_What to do_:
For the string "NotFound", find every matching line in the records and copy it.

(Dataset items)
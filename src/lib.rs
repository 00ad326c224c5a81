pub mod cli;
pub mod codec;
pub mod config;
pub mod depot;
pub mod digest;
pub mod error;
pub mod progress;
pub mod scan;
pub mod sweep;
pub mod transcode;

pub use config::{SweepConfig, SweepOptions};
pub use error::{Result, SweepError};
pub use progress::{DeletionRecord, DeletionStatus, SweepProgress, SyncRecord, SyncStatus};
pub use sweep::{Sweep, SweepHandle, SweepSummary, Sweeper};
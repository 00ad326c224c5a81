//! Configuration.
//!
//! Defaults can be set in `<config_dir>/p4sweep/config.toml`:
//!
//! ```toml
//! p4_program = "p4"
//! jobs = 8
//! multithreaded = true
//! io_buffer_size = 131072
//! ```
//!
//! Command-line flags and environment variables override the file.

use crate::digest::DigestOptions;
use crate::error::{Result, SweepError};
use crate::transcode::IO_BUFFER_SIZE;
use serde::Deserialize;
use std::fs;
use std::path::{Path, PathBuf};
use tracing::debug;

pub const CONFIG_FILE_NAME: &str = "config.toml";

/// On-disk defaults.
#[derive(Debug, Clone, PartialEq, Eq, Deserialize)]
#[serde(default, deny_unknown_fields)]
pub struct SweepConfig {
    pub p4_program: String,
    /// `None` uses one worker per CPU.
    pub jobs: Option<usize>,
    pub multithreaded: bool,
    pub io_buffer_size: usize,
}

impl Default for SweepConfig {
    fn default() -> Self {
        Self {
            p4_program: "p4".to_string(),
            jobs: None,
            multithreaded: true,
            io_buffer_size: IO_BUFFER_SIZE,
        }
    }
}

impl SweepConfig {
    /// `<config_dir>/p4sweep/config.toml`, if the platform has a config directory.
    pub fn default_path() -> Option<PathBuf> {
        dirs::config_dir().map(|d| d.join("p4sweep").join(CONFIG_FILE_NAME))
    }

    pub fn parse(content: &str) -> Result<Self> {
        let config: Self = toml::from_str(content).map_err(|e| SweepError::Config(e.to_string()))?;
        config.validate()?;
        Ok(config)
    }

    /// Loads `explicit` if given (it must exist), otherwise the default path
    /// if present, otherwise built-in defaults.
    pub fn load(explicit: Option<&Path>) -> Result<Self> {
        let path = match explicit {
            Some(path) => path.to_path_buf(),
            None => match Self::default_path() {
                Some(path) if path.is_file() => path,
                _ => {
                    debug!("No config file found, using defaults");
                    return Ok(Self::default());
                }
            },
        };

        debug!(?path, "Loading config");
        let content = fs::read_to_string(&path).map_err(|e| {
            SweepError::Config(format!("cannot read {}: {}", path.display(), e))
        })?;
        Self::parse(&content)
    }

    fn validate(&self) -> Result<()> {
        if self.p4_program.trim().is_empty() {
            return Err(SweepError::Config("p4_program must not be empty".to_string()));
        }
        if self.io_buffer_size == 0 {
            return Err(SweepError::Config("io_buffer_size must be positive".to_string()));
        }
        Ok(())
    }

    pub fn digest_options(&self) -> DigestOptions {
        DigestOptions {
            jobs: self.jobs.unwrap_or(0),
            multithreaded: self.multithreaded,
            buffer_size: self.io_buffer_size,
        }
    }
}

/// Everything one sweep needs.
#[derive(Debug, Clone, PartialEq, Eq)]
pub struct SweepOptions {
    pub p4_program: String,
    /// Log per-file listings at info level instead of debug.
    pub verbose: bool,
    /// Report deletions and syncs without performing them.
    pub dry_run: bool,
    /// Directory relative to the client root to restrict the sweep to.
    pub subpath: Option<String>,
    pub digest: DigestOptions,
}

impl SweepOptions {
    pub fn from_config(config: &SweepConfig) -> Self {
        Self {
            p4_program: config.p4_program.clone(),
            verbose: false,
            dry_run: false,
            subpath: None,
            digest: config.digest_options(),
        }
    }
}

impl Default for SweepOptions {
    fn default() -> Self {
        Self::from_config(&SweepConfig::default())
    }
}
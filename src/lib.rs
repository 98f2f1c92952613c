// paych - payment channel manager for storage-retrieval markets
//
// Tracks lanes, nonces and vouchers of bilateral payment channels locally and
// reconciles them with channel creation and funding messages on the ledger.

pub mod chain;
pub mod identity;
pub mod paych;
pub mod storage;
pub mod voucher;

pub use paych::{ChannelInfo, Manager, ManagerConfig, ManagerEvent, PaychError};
---
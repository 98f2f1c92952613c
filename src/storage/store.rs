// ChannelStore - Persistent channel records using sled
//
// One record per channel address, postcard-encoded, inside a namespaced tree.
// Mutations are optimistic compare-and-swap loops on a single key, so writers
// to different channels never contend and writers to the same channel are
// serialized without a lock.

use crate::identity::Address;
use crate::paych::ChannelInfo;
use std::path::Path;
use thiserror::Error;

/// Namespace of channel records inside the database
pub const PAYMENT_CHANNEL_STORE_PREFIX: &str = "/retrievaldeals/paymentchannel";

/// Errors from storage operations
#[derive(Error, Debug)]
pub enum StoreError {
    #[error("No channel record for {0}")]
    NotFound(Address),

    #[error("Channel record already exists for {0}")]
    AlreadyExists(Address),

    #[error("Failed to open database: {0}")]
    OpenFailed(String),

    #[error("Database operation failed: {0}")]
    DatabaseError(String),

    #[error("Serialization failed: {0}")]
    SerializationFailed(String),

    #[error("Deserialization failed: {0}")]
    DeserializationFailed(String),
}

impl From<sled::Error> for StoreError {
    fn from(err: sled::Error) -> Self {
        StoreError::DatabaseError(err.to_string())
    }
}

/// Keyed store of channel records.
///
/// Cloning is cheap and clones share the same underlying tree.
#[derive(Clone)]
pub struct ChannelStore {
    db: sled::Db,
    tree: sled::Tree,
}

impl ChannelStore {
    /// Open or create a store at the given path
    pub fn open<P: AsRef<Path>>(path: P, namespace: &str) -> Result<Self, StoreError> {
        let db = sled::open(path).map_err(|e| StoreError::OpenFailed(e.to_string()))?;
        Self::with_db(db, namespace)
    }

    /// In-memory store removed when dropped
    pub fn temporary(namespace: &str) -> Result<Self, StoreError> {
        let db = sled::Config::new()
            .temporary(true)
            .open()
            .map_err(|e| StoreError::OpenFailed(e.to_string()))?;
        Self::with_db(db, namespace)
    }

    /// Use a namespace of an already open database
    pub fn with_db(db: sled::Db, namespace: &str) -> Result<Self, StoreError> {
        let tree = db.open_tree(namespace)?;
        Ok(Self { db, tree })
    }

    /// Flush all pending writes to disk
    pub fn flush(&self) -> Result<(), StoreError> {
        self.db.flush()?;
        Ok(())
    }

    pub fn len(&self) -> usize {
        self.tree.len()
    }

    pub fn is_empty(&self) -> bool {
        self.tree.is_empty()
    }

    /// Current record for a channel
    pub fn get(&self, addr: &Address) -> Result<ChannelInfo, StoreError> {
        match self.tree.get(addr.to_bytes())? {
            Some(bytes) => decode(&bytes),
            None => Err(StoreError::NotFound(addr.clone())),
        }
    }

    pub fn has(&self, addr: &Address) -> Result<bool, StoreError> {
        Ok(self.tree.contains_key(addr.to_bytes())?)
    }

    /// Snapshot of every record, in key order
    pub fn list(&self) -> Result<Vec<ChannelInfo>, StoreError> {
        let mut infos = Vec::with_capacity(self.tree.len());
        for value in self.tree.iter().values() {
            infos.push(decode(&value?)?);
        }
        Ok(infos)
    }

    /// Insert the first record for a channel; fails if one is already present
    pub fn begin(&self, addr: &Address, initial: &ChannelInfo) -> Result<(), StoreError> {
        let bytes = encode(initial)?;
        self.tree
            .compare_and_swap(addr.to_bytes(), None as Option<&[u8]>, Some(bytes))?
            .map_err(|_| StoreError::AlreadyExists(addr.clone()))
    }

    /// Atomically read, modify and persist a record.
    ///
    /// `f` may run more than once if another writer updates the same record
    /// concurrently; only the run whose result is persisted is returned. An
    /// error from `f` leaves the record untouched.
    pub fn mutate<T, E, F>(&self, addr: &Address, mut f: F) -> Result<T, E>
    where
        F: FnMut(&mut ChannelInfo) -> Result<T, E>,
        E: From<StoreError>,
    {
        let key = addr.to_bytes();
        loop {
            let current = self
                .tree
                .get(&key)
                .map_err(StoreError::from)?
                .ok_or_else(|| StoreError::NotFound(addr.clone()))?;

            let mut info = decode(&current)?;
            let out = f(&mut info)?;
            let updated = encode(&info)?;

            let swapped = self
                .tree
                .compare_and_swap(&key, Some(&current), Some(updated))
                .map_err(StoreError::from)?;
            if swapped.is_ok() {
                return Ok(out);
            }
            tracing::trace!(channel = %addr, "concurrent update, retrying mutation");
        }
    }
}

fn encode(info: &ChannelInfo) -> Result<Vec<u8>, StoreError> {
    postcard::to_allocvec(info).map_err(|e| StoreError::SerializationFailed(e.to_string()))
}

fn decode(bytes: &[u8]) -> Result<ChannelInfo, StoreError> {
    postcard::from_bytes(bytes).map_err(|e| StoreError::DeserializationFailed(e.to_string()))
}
==
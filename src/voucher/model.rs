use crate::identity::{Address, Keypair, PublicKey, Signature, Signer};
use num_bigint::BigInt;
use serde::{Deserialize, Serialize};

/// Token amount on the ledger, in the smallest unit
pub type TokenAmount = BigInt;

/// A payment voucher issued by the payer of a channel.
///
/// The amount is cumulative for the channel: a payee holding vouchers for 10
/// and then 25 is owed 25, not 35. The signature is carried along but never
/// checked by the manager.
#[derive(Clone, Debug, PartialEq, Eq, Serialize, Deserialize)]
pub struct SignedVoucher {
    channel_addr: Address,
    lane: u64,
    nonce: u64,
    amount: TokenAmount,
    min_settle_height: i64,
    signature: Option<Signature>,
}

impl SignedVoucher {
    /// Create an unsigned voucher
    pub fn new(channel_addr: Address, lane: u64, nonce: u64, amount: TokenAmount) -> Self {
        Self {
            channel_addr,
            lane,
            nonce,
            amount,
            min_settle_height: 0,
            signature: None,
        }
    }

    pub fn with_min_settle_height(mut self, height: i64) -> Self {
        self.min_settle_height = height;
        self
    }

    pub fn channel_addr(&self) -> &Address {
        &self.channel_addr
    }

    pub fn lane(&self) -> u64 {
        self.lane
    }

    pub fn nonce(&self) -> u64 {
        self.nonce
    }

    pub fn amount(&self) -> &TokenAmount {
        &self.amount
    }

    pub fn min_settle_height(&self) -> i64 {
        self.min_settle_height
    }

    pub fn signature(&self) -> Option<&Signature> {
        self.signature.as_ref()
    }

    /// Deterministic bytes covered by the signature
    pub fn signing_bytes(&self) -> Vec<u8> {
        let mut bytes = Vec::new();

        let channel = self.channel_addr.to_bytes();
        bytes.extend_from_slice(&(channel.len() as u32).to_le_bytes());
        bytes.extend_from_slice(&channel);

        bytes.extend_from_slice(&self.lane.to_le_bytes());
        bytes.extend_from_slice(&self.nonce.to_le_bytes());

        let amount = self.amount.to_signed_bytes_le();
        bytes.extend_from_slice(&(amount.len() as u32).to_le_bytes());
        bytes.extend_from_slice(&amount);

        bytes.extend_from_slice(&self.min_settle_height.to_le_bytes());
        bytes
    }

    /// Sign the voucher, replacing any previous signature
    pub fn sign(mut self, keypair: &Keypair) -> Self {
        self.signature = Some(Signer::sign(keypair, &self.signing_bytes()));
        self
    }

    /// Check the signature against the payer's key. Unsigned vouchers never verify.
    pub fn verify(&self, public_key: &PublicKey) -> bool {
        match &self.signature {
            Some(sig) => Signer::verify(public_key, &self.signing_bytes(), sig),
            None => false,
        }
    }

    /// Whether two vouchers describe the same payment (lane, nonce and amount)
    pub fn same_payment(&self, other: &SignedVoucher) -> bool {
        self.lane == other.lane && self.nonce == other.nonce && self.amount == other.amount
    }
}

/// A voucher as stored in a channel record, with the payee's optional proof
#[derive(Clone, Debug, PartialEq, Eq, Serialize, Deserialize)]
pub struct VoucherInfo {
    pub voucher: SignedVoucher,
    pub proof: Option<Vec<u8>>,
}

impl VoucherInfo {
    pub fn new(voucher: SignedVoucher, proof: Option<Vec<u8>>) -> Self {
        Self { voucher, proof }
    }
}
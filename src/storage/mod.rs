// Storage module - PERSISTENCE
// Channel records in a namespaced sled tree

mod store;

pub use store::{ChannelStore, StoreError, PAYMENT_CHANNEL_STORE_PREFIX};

_Answer to this exercise_:
    NotFound(Address),
            None => Err(StoreError::NotFound(addr.clone())),
                .ok_or_else(|| StoreError::NotFound(addr.clone()))?;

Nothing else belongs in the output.